Mathilde Tissier não era um cientista louco. Candidata a doutoramento em biologia na Universidade de Estrasburgo, tentava ajudar a salvar o hamster comum – um animal que, em apenas algumas décadas, tinha passado de uma praga agrícola para uma espécie em vias de extinção em quase toda a Europa. O desaparecimento tinha sido especialmente rápido na Alsácia, uma região vinícola do leste da França onde as colinas têm sardas com os telhados vermelhos das casas em meio-marfim. Tissier criava hamsters a fim de estudar a sua dieta, mas um dos primeiros nascimentos não correu como esperado. O hamster deu à luz os seus sete filhotes fora do aconchegante ninho que tinha construído na sua gaiola e levou-os para o seu esconderijo alimentar. Quando Tissier verificou na manhã seguinte, tudo o que restava dos filhotes de hamster eram alguns restos de sangue entre os grãos.
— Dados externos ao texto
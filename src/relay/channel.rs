//! Relay destination binding.
use crate::relay::error::RelayResult;
use crate::storage::StateStore;

/// Resolves the single relay destination: the runtime binding in the store,
/// else the configured fallback.
#[derive(Debug, Clone, Default)]
pub struct ChannelRegistry {
    fallback: Option<String>,
}

impl ChannelRegistry {
    pub fn new(fallback: Option<String>) -> Self {
        Self {
            fallback: fallback.filter(|f| !f.trim().is_empty()),
        }
    }

    /// Overwrite the binding and persist. Rebinding to the same or another
    /// destination is not guarded.
    pub async fn bind(&self, store: &mut StateStore, channel_id: &str) -> RelayResult<()> {
        store.set_channel_id(channel_id).await?;
        Ok(())
    }

    pub fn get(&self, store: &StateStore) -> Option<String> {
        store
            .channel_id()
            .map(str::to_string)
            .or_else(|| self.fallback.clone())
    }
}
p>Muita gente pensa num hamster como algo entre um animal de estimação e um brinquedo. Ele vive e respira como qualquer outro animal, mas também é barato, de baixa manutenção e facilmente substituível como um brinquedo. Ninguém espera que um hamster de estimação fugido sobreviva por muito tempo, razão pela qual surpreende muitas pessoas saber que os hamsters vivem nos campos da Europa há milénios. O hamster comum, como é conhecida a espécie selvagem, tem aproximadamente o tamanho e a forma de uma batata doce, com pêlo de calico, olhos escuros e orelhas de meia-lua. Originou-se nas estepes da Ásia Central e espalhou-se para oeste no final da última era glaciar, estabelecendo-se nos mesmos solos macios que os humanos começavam a cultivar. Os hamsters comiam as culturas à volta das suas tocas e por vezes destruíam terrenos agrícolas durante as explosões populacionais, quando até 2.000 pessoas se aglomeravam num único hectare. Os agricultores matavam hamsters para proteger as suas culturas e vender as suas peles, o que estava na moda em toda a Europa de Leste. (Cerca de uma centena de hamsters são mortos para fazer cada casaco de pele de hamster.) Em 1966, caçadores na Saxónia-Anhalt, na Alemanha Oriental, mataram mais de um milhão de hamsters numa única estação.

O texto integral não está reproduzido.